The words hung in the air, heavy.

Astaroth tilted his head, as if sniffing the lies in the wind—but none came. His molten-gold gaze flickered, narrowing slightly as he turned, looking toward the battlefield behind Kaelion. He saw the broken pieces of his empire scattered across the corpses. Saw the shriveled husks of his former highlords. The blood of devils staining the obsidian stones. And in that moment, his silence became thunderous.

Then—he spoke again.

Astaroth: I see now.

His voice was deeper this time, not louder—but heavier, like mountains shifting.

Astaroth: This... infestation. This unworthy plague of false kings and barking dogs... this is what hath grown in my shadow?

He turned back toward Kaelion, a flicker of purpose returning to his brow.

Astaroth: Tell me, Kaelion Draegor... dost thou still carry the weight of honor? Or has time worn thy spirit hollow?

Kaelion's lips curved—not into a smile, but something firmer. Assurance.

Kaelion: My sword is still sharp. My will even sharper.
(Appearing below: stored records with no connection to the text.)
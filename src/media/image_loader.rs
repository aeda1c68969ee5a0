use crate::error::{ClientError, Result};
use async_trait::async_trait;
use reqwest::Client;
use std::sync::{Arc, PoisonError, RwLock};
use std::time::Duration;
use url::Url;

const DIRECT_LOAD_TIMEOUT_SECS: u64 = 15;

/// Accepts only non-empty absolute `http(s)` references.
pub fn validate_image_url(raw: &str) -> Result<String> {
    let candidate = raw.trim();
    let absolute = candidate.starts_with("http://") || candidate.starts_with("https://");
    if !absolute || Url::parse(candidate).is_err() {
        tracing::warn!(reference = raw, "rejected image reference");
        return Err(ClientError::InvalidImageUrl);
    }
    Ok(candidate.to_string())
}

/// Loads an image straight from its reference, the way an image element would.
#[async_trait]
pub trait ImageLoader: Send + Sync {
    async fn load_direct(&self, url: &str) -> Result<Vec<u8>>;
}

pub struct HttpImageLoader {
    http: Client,
}

impl HttpImageLoader {
    pub fn new() -> Result<Self> {
        let http = Client::builder()
            .timeout(Duration::from_secs(DIRECT_LOAD_TIMEOUT_SECS))
            .build()?;
        Ok(Self { http })
    }
}

#[async_trait]
impl ImageLoader for HttpImageLoader {
    async fn load_direct(&self, url: &str) -> Result<Vec<u8>> {
        let response = self.http.get(url).send().await?;
        let status = response.status();
        if !status.is_success() {
            return Err(ClientError::Status {
                status: status.as_u16(),
                body: status.canonical_reason().unwrap_or_default().to_string(),
            });
        }
        let bytes = response.bytes().await?.to_vec();
        if image::guess_format(&bytes).is_err() {
            return Err(ClientError::NotAnImage(url.to_string()));
        }
        Ok(bytes)
    }
}

/// Bytes of the image most recently loaded by reference, for the renderer.
#[derive(Clone, Default)]
pub struct ImageCache {
    slot: Arc<RwLock<Option<(String, Arc<[u8]>)>>>,
}

impl ImageCache {
    pub fn store(&self, url: &str, bytes: Vec<u8>) {
        *self.slot.write().unwrap_or_else(PoisonError::into_inner) =
            Some((url.to_string(), Arc::from(bytes)));
    }

    pub fn get(&self, url: &str) -> Option<Arc<[u8]>> {
        self.slot
            .read()
            .unwrap_or_else(PoisonError::into_inner)
            .as_ref()
            .filter(|(cached, _)| cached == url)
            .map(|(_, bytes)| Arc::clone(bytes))
    }
}
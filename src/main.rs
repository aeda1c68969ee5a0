mod api;
mod app;
mod config;
mod conversation;
mod error;
mod event;
mod logging;
mod media;
mod pages;
mod plans;
mod router;
mod session;
mod store;
mod theme;

use api::BackendClient;
use app::VoiceAssistantApp;
use config::AppConfig;
use conversation::ConversationController;
use eframe::egui;
use event::{EventSink, Repaint};
use media::player::AudioPlayer;
use media::{BlobStore, HttpImageLoader, ImageCache};
use pages::AppContext;
use router::Route;
use session::store::IdentityStore;
use session::SessionManager;
use std::sync::{mpsc, Arc};
use store::{ConversationStore, UserStore};

fn main() -> Result<(), Box<dyn std::error::Error>> {
    let config = AppConfig::from_env()?;
    logging::init_logging(config.log_format)?;
    tracing::info!(
        backend = %config.backend_url,
        data_dir = %config.data_dir.display(),
        "configuration loaded"
    );

    let (tx, rx) = mpsc::channel();
    let repaint = Repaint::default();
    let events = EventSink::new(tx, repaint.clone());

    let runtime = tokio::runtime::Builder::new_multi_thread()
        .enable_all()
        .thread_name("voice-assistant-runtime")
        .build()?;

    let client = BackendClient::new(config.backend_url.clone(), config.request_timeout)?;
    let session = SessionManager::restore(IdentityStore::at(&config.data_dir));
    let conversation = ConversationStore::new(repaint.clone());
    let users = UserStore::new(repaint.clone());
    let blobs = BlobStore::new();
    let controller = ConversationController::new(
        client.clone(),
        conversation.clone(),
        users.clone(),
        blobs.clone(),
        Arc::new(HttpImageLoader::new()?),
        ImageCache::default(),
        events.clone(),
    );
    let player = AudioPlayer::spawn(events.clone());

    let ctx = AppContext {
        client,
        session,
        conversation,
        users,
        blobs,
        controller,
        player,
        events,
        runtime: runtime.handle().clone(),
    };

    let app = VoiceAssistantApp::new(rx, ctx, repaint, Route::Conversation);

    let native_options = eframe::NativeOptions {
        viewport: egui::ViewportBuilder::default()
            .with_title("Voice Assistant")
            .with_inner_size([1180.0, 760.0])
            .with_min_inner_size([900.0, 600.0]),
        ..Default::default()
    };

    eframe::run_native(
        "Voice Assistant",
        native_options,
        Box::new(move |_creation_context| Ok(Box::new(app))),
    )?;

    tracing::info!("voice assistant shut down");
    Ok(())
}
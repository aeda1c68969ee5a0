use crate::store::Speaker;
use eframe::egui::{self, Color32, CornerRadius, FontId, Frame, Margin, Stroke, TextStyle};

#[derive(Debug, Clone)]
pub struct Theme {
    pub surface_0: Color32,
    pub surface_1: Color32,
    pub surface_2: Color32,
    pub surface_3: Color32,
    pub accent_primary: Color32,
    pub accent_muted: Color32,
    pub recording: Color32,
    pub success: Color32,
    pub danger: Color32,
    pub text_primary: Color32,
    pub text_muted: Color32,
    pub user_bubble: Color32,
    pub assistant_bubble: Color32,
    pub spacing_8: f32,
    pub spacing_12: f32,
    pub spacing_16: f32,
    pub radius_10: u8,
    pub radius_12: u8,
    pub image_max_side: f32,
}

impl Default for Theme {
    fn default() -> Self {
        Self {
            surface_0: Color32::from_rgb(0x0F, 0x11, 0x15),
            surface_1: Color32::from_rgb(0x16, 0x1A, 0x20),
            surface_2: Color32::from_rgb(0x1C, 0x22, 0x2B),
            surface_3: Color32::from_rgb(0x22, 0x2A, 0x35),
            accent_primary: Color32::from_rgb(0xEC, 0x48, 0x99),
            accent_muted: Color32::from_rgb(0xBE, 0x18, 0x5D),
            recording: Color32::from_rgb(0xEF, 0x44, 0x44),
            success: Color32::from_rgb(0x22, 0xC5, 0x5E),
            danger: Color32::from_rgb(0xF8, 0x71, 0x71),
            text_primary: Color32::from_rgb(0xE6, 0xED, 0xF3),
            text_muted: Color32::from_rgb(0x8B, 0x94, 0x9E),
            user_bubble: Color32::from_rgb(0x1E, 0x3A, 0x5F),
            assistant_bubble: Color32::from_rgb(0x3B, 0x1F, 0x36),
            spacing_8: Self::P8,
            spacing_12: 12.0,
            spacing_16: Self::P16,
            radius_10: 10,
            radius_12: Self::R12,
            image_max_side: 420.0,
        }
    }
}

impl Theme {
    pub const R12: u8 = 12;
    pub const P8: f32 = 8.0;
    pub const P16: f32 = 16.0;

    pub fn apply_visuals(&self, ctx: &egui::Context) {
        let mut visuals = egui::Visuals::dark();
        visuals.panel_fill = self.surface_1;
        visuals.override_text_color = Some(self.text_primary);
        visuals.widgets.noninteractive.bg_fill = self.surface_2;
        visuals.widgets.noninteractive.weak_bg_fill = self.surface_2;
        visuals.widgets.noninteractive.bg_stroke = Stroke::NONE;
        visuals.widgets.inactive.bg_fill = self.surface_2;
        visuals.widgets.inactive.bg_stroke = Stroke::NONE;
        visuals.widgets.hovered.bg_fill = self.surface_3;
        visuals.widgets.hovered.bg_stroke = Stroke::NONE;
        visuals.widgets.active.bg_fill = self.accent_muted;
        visuals.widgets.active.bg_stroke = Stroke::NONE;
        visuals.selection.bg_fill = self.accent_muted;
        visuals.hyperlink_color = self.accent_primary;
        visuals.window_fill = self.surface_1;
        visuals.window_stroke = Stroke::NONE;
        visuals.window_corner_radius = CornerRadius::same(self.radius_10);
        visuals.window_shadow = egui::epaint::Shadow {
            offset: [0, 8],
            blur: 24,
            spread: 0,
            color: Color32::from_rgba_premultiplied(0, 0, 0, 64),
        };

        let mut style = (*ctx.style()).clone();
        style.visuals = visuals;
        style.spacing.item_spacing = egui::vec2(10.0, 10.0);
        style.spacing.button_padding = egui::vec2(12.0, 8.0);
        style.text_styles.insert(TextStyle::Heading, FontId::proportional(20.0));
        style.text_styles.insert(TextStyle::Body, FontId::proportional(14.0));
        style.text_styles.insert(TextStyle::Small, FontId::proportional(12.0));
        ctx.set_style(style);
    }

    pub fn card_frame(&self) -> Frame {
        Frame::new()
            .fill(self.surface_2)
            .inner_margin(Margin::same(self.spacing_16 as i8))
            .corner_radius(CornerRadius::same(self.radius_12))
            .shadow(egui::epaint::Shadow {
                offset: [0, 4],
                blur: 18,
                spread: 0,
                color: Color32::from_rgba_premultiplied(0, 0, 0, 40),
            })
    }

    pub fn bubble_fill(&self, speaker: Speaker) -> Color32 {
        match speaker {
            Speaker::User => self.user_bubble,
            Speaker::Assistant => self.assistant_bubble,
        }
    }

    pub fn bubble_frame(&self, speaker: Speaker) -> Frame {
        Frame::new()
            .fill(self.bubble_fill(speaker))
            .inner_margin(Margin::symmetric(self.spacing_12 as i8, self.spacing_8 as i8))
            .corner_radius(CornerRadius::same(self.radius_10))
    }

    pub fn mic_button_fill(&self, recording: bool) -> Color32 {
        if recording {
            self.recording
        } else {
            self.accent_primary
        }
    }

    /// Statuses beginning with "Error" render in the danger colour.
    pub fn status_color(&self, status: &str) -> Color32 {
        if status.starts_with("Error") || status.starts_with("Login failed") {
            self.danger
        } else {
            self.text_muted
        }
    }
}
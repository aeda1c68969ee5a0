use crate::router::Route;
use eframe::egui;
use std::sync::{mpsc, Arc, OnceLock};

#[derive(Debug, Clone, PartialEq)]
pub enum AppEvent {
    /// Replace the status line of the page at `route`.
    Status { route: Route, message: String },
    Navigate(Route),
}

/// Wakes the UI thread after background work changed something visible.
#[derive(Clone, Default)]
pub struct Repaint(Arc<OnceLock<egui::Context>>);

impl Repaint {
    pub fn attach(&self, ctx: &egui::Context) {
        let _ = self.0.set(ctx.clone());
    }

    pub fn request(&self) {
        if let Some(ctx) = self.0.get() {
            ctx.request_repaint();
        }
    }
}

/// Sending half of the UI event channel, usable from any runtime thread.
#[derive(Clone)]
pub struct EventSink {
    tx: mpsc::Sender<AppEvent>,
    repaint: Repaint,
}

impl EventSink {
    pub fn new(tx: mpsc::Sender<AppEvent>, repaint: Repaint) -> Self {
        Self { tx, repaint }
    }

    pub fn send(&self, event: AppEvent) {
        if self.tx.send(event).is_err() {
            tracing::debug!("event dropped: UI receiver closed");
        }
        self.repaint.request();
    }

    pub fn status(&self, route: Route, message: impl Into<String>) {
        self.send(AppEvent::Status {
            route,
            message: message.into(),
        });
    }

    pub fn navigate(&self, route: Route) {
        self.send(AppEvent::Navigate(route));
    }
}
use std::collections::HashMap;
use std::fmt;
use std::sync::{Arc, PoisonError, RwLock};
use uuid::Uuid;

const BLOB_PREFIX: &str = "blob:voice-assistant/";

/// Revocable reference to bytes held in a [`BlobStore`].
#[derive(Debug, Clone, PartialEq, Eq, Hash)]
pub struct BlobUrl(String);

impl BlobUrl {
    pub fn as_str(&self) -> &str {
        &self.0
    }

    pub fn is_blob(reference: &str) -> bool {
        reference.starts_with(BLOB_PREFIX)
    }
}

impl fmt::Display for BlobUrl {
    fn fmt(&self, f: &mut fmt::Formatter<'_>) -> fmt::Result {
        f.write_str(&self.0)
    }
}

#[derive(Debug, Clone)]
pub struct Blob {
    pub bytes: Arc<[u8]>,
    pub mime: Option<String>,
}

/// Process-wide table of downloaded binaries. Whoever calls `create` owns the
/// returned reference and must `revoke` it when it is discarded.
#[derive(Clone, Default)]
pub struct BlobStore {
    entries: Arc<RwLock<HashMap<String, Blob>>>,
}

impl BlobStore {
    pub fn new() -> Self {
        Self::default()
    }

    pub fn create(&self, bytes: Vec<u8>, mime: Option<String>) -> BlobUrl {
        let url = BlobUrl(format!("{BLOB_PREFIX}{}", Uuid::new_v4()));
        let blob = Blob {
            bytes: Arc::from(bytes),
            mime,
        };
        self.entries
            .write()
            .unwrap_or_else(PoisonError::into_inner)
            .insert(url.0.clone(), blob);
        url
    }

    pub fn get(&self, reference: &str) -> Option<Blob> {
        self.entries
            .read()
            .unwrap_or_else(PoisonError::into_inner)
            .get(reference)
            .cloned()
    }

    /// Releases the bytes behind `reference`. Returns false if it was not live.
    pub fn revoke(&self, reference: &str) -> bool {
        self.entries
            .write()
            .unwrap_or_else(PoisonError::into_inner)
            .remove(reference)
            .is_some()
    }

    pub fn revoke_all<'a>(&self, urls: impl IntoIterator<Item = &'a BlobUrl>) -> usize {
        let mut entries = self.entries.write().unwrap_or_else(PoisonError::into_inner);
        urls.into_iter()
            .filter(|url| entries.remove(url.as_str()).is_some())
            .count()
    }

    pub fn len(&self) -> usize {
        self.entries
            .read()
            .unwrap_or_else(PoisonError::into_inner)
            .len()
    }

    pub fn is_empty(&self) -> bool {
        self.len() == 0
    }
}

#[cfg(test)]
mod tests {
    use super::{BlobStore, BlobUrl};
    use std::collections::HashSet;

    #[test]
    fn created_blobs_are_readable_until_revoked() {
        let store = BlobStore::new();
        let url = store.create(vec![1, 2, 3], Some("audio/wav".to_string()));

        assert!(BlobUrl::is_blob(url.as_str()));
        let blob = store.get(url.as_str()).expect("blob should be live");
        assert_eq!(&blob.bytes[..], &[1, 2, 3]);
        assert_eq!(blob.mime.as_deref(), Some("audio/wav"));

        assert!(store.revoke(url.as_str()));
        assert!(store.get(url.as_str()).is_none());
        assert!(!store.revoke(url.as_str()));
    }

    #[test]
    fn references_are_unique() {
        let store = BlobStore::new();
        let urls: HashSet<String> = (0..64)
            .map(|_| store.create(Vec::new(), None).to_string())
            .collect();
        assert_eq!(urls.len(), 64);
        assert_eq!(store.len(), 64);
    }

    #[test]
    fn revoke_all_counts_only_live_handles() {
        let store = BlobStore::new();
        let a = store.create(vec![0], None);
        let b = store.create(vec![1], None);
        store.revoke(b.as_str());

        assert_eq!(store.revoke_all([&a, &b]), 1);
        assert!(store.is_empty());
    }

    #[test]
    fn remote_urls_are_not_blobs() {
        assert!(!BlobUrl::is_blob("https://img.example.com/a.png"));
    }
}
pub mod conversation;
pub mod user;

pub use conversation::{ConversationState, ConversationStore, Message, Speaker};
pub use user::UserStore;
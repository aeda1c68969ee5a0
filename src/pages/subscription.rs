use super::{loader, logout_button, refresh_user_info, titled, AppContext, Page};
use crate::plans::{Plan, PLANS};
use crate::router::Route;
use crate::theme::Theme;
use eframe::egui::{self, RichText};
use std::sync::atomic::{AtomicBool, Ordering};
use std::sync::Arc;
use tokio_util::sync::CancellationToken;

pub const CANCELLING: &str = "Canceling subscription...";
pub const CANCELLED: &str = "Subscription canceled successfully!";
pub const USER_DATA_FAILED: &str = "Error loading user data";

pub fn redirect_status(plan: &Plan) -> String {
    format!("Redirecting to payment for {} plan...", plan.name)
}

/// Cancels the paid plan and flips the cached membership on success.
pub async fn cancel_subscription(ctx: &AppContext, sub: &str) {
    match ctx.client.cancel_subscription(sub).await {
        Ok(()) => {
            tracing::info!("subscription cancelled");
            ctx.users.mark_subscription_cancelled();
            ctx.events.status(Route::Subscription, CANCELLED);
        }
        Err(err) => {
            tracing::error!("error canceling subscription: {err}");
            ctx.events.status(Route::Subscription, format!("Error: {err}"));
        }
    }
}

#[derive(Default)]
pub struct SubscriptionPage {
    status: String,
    loading: Arc<AtomicBool>,
}

impl SubscriptionPage {
    fn subscribe(&mut self, ui: &egui::Ui, plan: &Plan) {
        self.status = redirect_status(plan);
        tracing::info!(plan = plan.name, "opening payment link");
        ui.ctx().open_url(egui::OpenUrl::new_tab(plan.payment_link));
    }

    fn cancel(&mut self, ctx: &AppContext) {
        self.loading.store(true, Ordering::SeqCst);
        self.status = CANCELLING.to_string();
        let (task_ctx, sub, loading) = (ctx.clone(), ctx.subject(), Arc::clone(&self.loading));
        ctx.spawn(async move {
            cancel_subscription(&task_ctx, &sub).await;
            loading.store(false, Ordering::SeqCst);
        });
    }

    fn plan_card(&mut self, ui: &mut egui::Ui, plan: &Plan, disabled: bool, theme: &Theme) {
        theme.card_frame().show(ui, |ui| {
            ui.set_min_width(200.0);
            ui.heading(plan.name);
            ui.label(RichText::new(plan.price_label()).color(theme.accent_primary).strong());
            for feature in plan.features {
                ui.label(format!("• {feature}"));
            }
            let label = if self.loading.load(Ordering::SeqCst) {
                "Processing..."
            } else {
                "Subscribe"
            };
            if ui.add_enabled(!disabled, egui::Button::new(label)).clicked() {
                self.subscribe(ui, plan);
            }
        });
    }
}

impl Page for SubscriptionPage {
    fn mount(&mut self, ctx: &AppContext, token: CancellationToken) {
        self.status.clear();
        let (task_ctx, sub) = (ctx.clone(), ctx.subject());
        ctx.spawn(async move {
            refresh_user_info(&task_ctx, &sub, &token, Route::Subscription, USER_DATA_FAILED)
                .await;
        });
    }

    fn show(&mut self, ui: &mut egui::Ui, ctx: &AppContext, theme: &Theme) {
        let info = ctx.users.user_info();
        let pro_member = info.as_ref().is_some_and(|info| info.pro_member);
        let loading = self.loading.load(Ordering::SeqCst);

        ui.heading(titled(
            "Subscription Plans",
            info.as_ref().map(|info| info.user_name.as_str()),
        ));
        if pro_member {
            ui.label(RichText::new("You are a Pro Member!").color(theme.success));
        }
        ui.add_space(theme.spacing_8);

        ui.horizontal_wrapped(|ui| {
            for plan in &PLANS {
                self.plan_card(ui, plan, loading || pro_member, theme);
            }
        });

        if pro_member
            && ui
                .add_enabled(!loading, egui::Button::new("Cancel Subscription"))
                .clicked()
        {
            self.cancel(ctx);
        }
        if !self.status.is_empty() {
            ui.label(RichText::new(&self.status).color(theme.status_color(&self.status)));
        }
        if loading {
            loader(ui);
        }
        logout_button(ui, ctx);
    }

    fn set_status(&mut self, message: String) {
        self.status = message;
    }
}
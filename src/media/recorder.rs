use crate::error::{ClientError, Result};
use crate::media::wav;
use cpal::traits::{DeviceTrait, HostTrait, StreamTrait};
use cpal::{Device, FromSample, SampleFormat, SizedSample, Stream, StreamConfig};
use std::sync::{Arc, Mutex, PoisonError};

/// Captured microphone audio, downmixed to mono.
pub struct Capture {
    pub samples: Vec<f32>,
    pub sample_rate: u32,
}

impl Capture {
    pub fn is_empty(&self) -> bool {
        self.samples.is_empty()
    }

    pub fn seconds(&self) -> f32 {
        self.samples.len() as f32 / self.sample_rate.max(1) as f32
    }

    pub fn to_wav(&self) -> Vec<u8> {
        wav::encode_pcm16(&self.samples, self.sample_rate)
    }
}

/// A live capture session on the default input device. The device is held
/// until [`Recorder::stop`] (or drop) releases the stream.
pub struct Recorder {
    stream: Option<Stream>,
    buffer: Arc<Mutex<Vec<f32>>>,
    sample_rate: u32,
}

impl Recorder {
    pub fn start() -> Result<Self> {
        let host = cpal::default_host();
        let device = host
            .default_input_device()
            .ok_or_else(|| ClientError::Audio("no input device available".to_string()))?;
        let supported = device
            .default_input_config()
            .map_err(|err| ClientError::Audio(format!("failed to get input config: {err}")))?;

        let sample_format = supported.sample_format();
        let config: StreamConfig = supported.config();
        let sample_rate = config.sample_rate.0;
        tracing::info!(
            device = %device.name().unwrap_or_default(),
            sample_rate,
            channels = config.channels,
            ?sample_format,
            "opening microphone"
        );

        let buffer = Arc::new(Mutex::new(Vec::new()));
        let stream = match sample_format {
            SampleFormat::F32 => build_stream::<f32>(&device, &config, Arc::clone(&buffer))?,
            SampleFormat::I16 => build_stream::<i16>(&device, &config, Arc::clone(&buffer))?,
            SampleFormat::U16 => build_stream::<u16>(&device, &config, Arc::clone(&buffer))?,
            other => {
                return Err(ClientError::Audio(format!(
                    "unsupported sample format {other:?}"
                )))
            }
        };
        stream
            .play()
            .map_err(|err| ClientError::Audio(format!("failed to start capture: {err}")))?;

        Ok(Self {
            stream: Some(stream),
            buffer,
            sample_rate,
        })
    }

    #[cfg(test)]
    pub fn detached(samples: Vec<f32>, sample_rate: u32) -> Self {
        Self {
            stream: None,
            buffer: Arc::new(Mutex::new(samples)),
            sample_rate,
        }
    }

    /// Ends the session, releasing the device, and returns what was captured.
    pub fn stop(mut self) -> Capture {
        self.stream = None;
        let samples = std::mem::take(
            &mut *self.buffer.lock().unwrap_or_else(PoisonError::into_inner),
        );
        let capture = Capture {
            samples,
            sample_rate: self.sample_rate,
        };
        tracing::info!(seconds = capture.seconds(), "microphone released");
        capture
    }
}

fn build_stream<T>(
    device: &Device,
    config: &StreamConfig,
    buffer: Arc<Mutex<Vec<f32>>>,
) -> Result<Stream>
where
    T: SizedSample,
    f32: FromSample<T>,
{
    let channels = usize::from(config.channels);
    device
        .build_input_stream(
            config,
            move |data: &[T], _: &cpal::InputCallbackInfo| {
                let frame: Vec<f32> = data.iter().map(|s| f32::from_sample_(*s)).collect();
                let mono = wav::downmix(&frame, channels);
                buffer
                    .lock()
                    .unwrap_or_else(PoisonError::into_inner)
                    .extend_from_slice(&mono);
            },
            |err| tracing::error!("audio capture error: {err}"),
            None,
        )
        .map_err(|err| ClientError::Audio(format!("failed to build input stream: {err}")))
}
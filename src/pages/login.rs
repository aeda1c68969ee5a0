use super::{AppContext, Page};
use crate::api::types::RegisterUserRequest;
use crate::router::Route;
use crate::session::Identity;
use crate::theme::Theme;
use eframe::egui;
use std::time::Duration;
use tokio_util::sync::CancellationToken;

pub const LOGIN_SUCCESS: &str = "Login successful! Redirecting...";
pub const REGISTER_FAILED: &str = "Login failed: Unable to register user.";
pub const NO_CREDENTIAL: &str = "No credential received from Google.";
pub const UNKNOWN_FAILURE: &str = "Login failed: Unknown error.";

const REDIRECT_DELAY: Duration = Duration::from_secs(1);

/// Decodes `credential`, registers the user and persists the identity.
/// Returns true once the user is signed in; every outcome is reported as a
/// Login status.
pub async fn complete_sign_in(ctx: &AppContext, credential: &str) -> bool {
    let status = |message: &str| ctx.events.status(Route::Login, message);

    if credential.trim().is_empty() {
        status(NO_CREDENTIAL);
        return false;
    }
    let identity = match Identity::from_credential(credential) {
        Ok(identity) => identity,
        Err(err) => {
            tracing::error!("google login error: {err}");
            status(UNKNOWN_FAILURE);
            return false;
        }
    };

    let request = RegisterUserRequest {
        google_sub: identity.sub.clone(),
        user_name: identity.name.clone(),
        email: identity.email.clone(),
    };
    let registered = async {
        ctx.client.register_user(&request).await?;
        ctx.session.sign_in(identity)
    }
    .await;

    match registered {
        Ok(()) => {
            tracing::info!(email = %request.email, "user signed in");
            status(LOGIN_SUCCESS);
            true
        }
        Err(err) => {
            tracing::error!("error registering user: {err}");
            status(REGISTER_FAILED);
            false
        }
    }
}

#[derive(Default)]
pub struct LoginPage {
    credential: String,
    status: String,
    busy: bool,
}

impl LoginPage {
    fn submit(&mut self, ctx: &AppContext) {
        self.busy = true;
        let credential = std::mem::take(&mut self.credential);
        let task_ctx = ctx.clone();
        ctx.spawn(async move {
            if complete_sign_in(&task_ctx, &credential).await {
                tokio::time::sleep(REDIRECT_DELAY).await;
                task_ctx.events.navigate(Route::Conversation);
            }
        });
    }
}

impl Page for LoginPage {
    fn mount(&mut self, _ctx: &AppContext, _token: CancellationToken) {
        self.status.clear();
        self.busy = false;
    }

    fn show(&mut self, ui: &mut egui::Ui, ctx: &AppContext, theme: &Theme) {
        ui.vertical_centered(|ui| {
            ui.add_space(theme.spacing_16 * 4.0);
            theme.card_frame().show(ui, |ui| {
                ui.set_max_width(460.0);
                ui.vertical_centered(|ui| {
                    ui.heading("Welcome to Voice Assistant");
                    ui.label(egui::RichText::new("Sign in to continue").color(theme.text_muted));
                    ui.add_space(theme.spacing_8);
                    ui.add(
                        egui::TextEdit::multiline(&mut self.credential)
                            .hint_text("Paste your Google ID token")
                            .desired_rows(4)
                            .desired_width(f32::INFINITY),
                    );
                    let sign_in = egui::Button::new("Sign in with Google");
                    if ui.add_enabled(!self.busy, sign_in).clicked() {
                        self.submit(ctx);
                    }
                    if !self.status.is_empty() {
                        let color = theme.status_color(&self.status);
                        ui.label(egui::RichText::new(&self.status).color(color));
                    }
                });
            });
        });
    }

    fn set_status(&mut self, message: String) {
        if message != LOGIN_SUCCESS {
            self.busy = false;
        }
        self.status = message;
    }
}

#[cfg(test)]
mod tests {
    use super::{complete_sign_in, LOGIN_SUCCESS, NO_CREDENTIAL, REGISTER_FAILED, UNKNOWN_FAILURE};
    use crate::event::AppEvent;
    use crate::pages::testing::context;
    use crate::router::Route;
    use jsonwebtoken::{encode, EncodingKey, Header};
    use serde_json::json;
    use std::sync::mpsc::Receiver;
    use wiremock::matchers::{body_json, method, path};
    use wiremock::{Mock, MockServer, ResponseTemplate};

    fn credential() -> String {
        encode(
            &Header::default(),
            &json!({
                "name": "Ada",
                "email": "ada@example.com",
                "picture": "https://example.com/ada.png",
                "sub": "1170"
            }),
            &EncodingKey::from_secret(b"test"),
        )
        .expect("encode credential")
    }

    fn last_status(rx: &Receiver<AppEvent>) -> Option<String> {
        rx.try_iter()
            .filter_map(|event| match event {
                AppEvent::Status { route: Route::Login, message } => Some(message),
                _ => None,
            })
            .last()
    }

    #[tokio::test]
    async fn registers_and_persists_identity() {
        let server = MockServer::start().await;
        Mock::given(method("POST"))
            .and(path("/register-user"))
            .and(body_json(json!({
                "google_sub": "1170",
                "user_name": "Ada",
                "email": "ada@example.com"
            })))
            .respond_with(ResponseTemplate::new(200))
            .expect(1)
            .mount(&server)
            .await;
        let dir = tempfile::tempdir().expect("tempdir");
        let (ctx, rx) = context(&server.uri(), dir.path());

        assert!(complete_sign_in(&ctx, &credential()).await);
        assert_eq!(ctx.subject(), "1170");
        assert!(dir.path().join("user.json").exists());
        assert_eq!(last_status(&rx).as_deref(), Some(LOGIN_SUCCESS));
    }

    #[tokio::test]
    async fn rejected_registration_stays_signed_out() {
        let server = MockServer::start().await;
        Mock::given(method("POST"))
            .and(path("/register-user"))
            .respond_with(ResponseTemplate::new(500))
            .mount(&server)
            .await;
        let dir = tempfile::tempdir().expect("tempdir");
        let (ctx, rx) = context(&server.uri(), dir.path());

        assert!(!complete_sign_in(&ctx, &credential()).await);
        assert!(!ctx.session.is_signed_in());
        assert!(!dir.path().join("user.json").exists());
        assert_eq!(last_status(&rx).as_deref(), Some(REGISTER_FAILED));
    }

    #[tokio::test]
    async fn missing_or_garbled_credentials_skip_the_backend() {
        let server = MockServer::start().await;
        Mock::given(method("POST"))
            .respond_with(ResponseTemplate::new(200))
            .expect(0)
            .mount(&server)
            .await;
        let dir = tempfile::tempdir().expect("tempdir");
        let (ctx, rx) = context(&server.uri(), dir.path());

        assert!(!complete_sign_in(&ctx, "  ").await);
        assert_eq!(last_status(&rx).as_deref(), Some(NO_CREDENTIAL));
        assert!(!complete_sign_in(&ctx, "not.a.jwt").await);
        assert_eq!(last_status(&rx).as_deref(), Some(UNKNOWN_FAILURE));
    }
}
Astaroth let out a low sound, not quite a laugh, not quite a breath. He began to walk slowly, the molten dust beneath his boots glowing brighter with each step, like the ground itself remembered who walked upon it. Every demon, every shadow, even Syvrek himself paused. Not out of fear—but reverence.

This wasn't a presence that demanded attention.

It was one that took it—simply by existing.

Astaroth: And this other presence I sense... this human one. It roars not with power... but with resolve. Steel not in flesh, but in spirit.

Kaelion: You feel him, then.

Astaroth turned his head slightly, the runes on his armor flaring brighter as if answering the name that hadn't yet been spoken.

Kaelion: His name is Dark.

Astaroth paused again. The name rippled like an echo through the molten winds.

Astaroth: The one who scorched the gates of my empire... with but seven Champions?

Kaelion: That's the one.

Astaroth didn't look angry. He didn't look impressed. He looked... intrigued.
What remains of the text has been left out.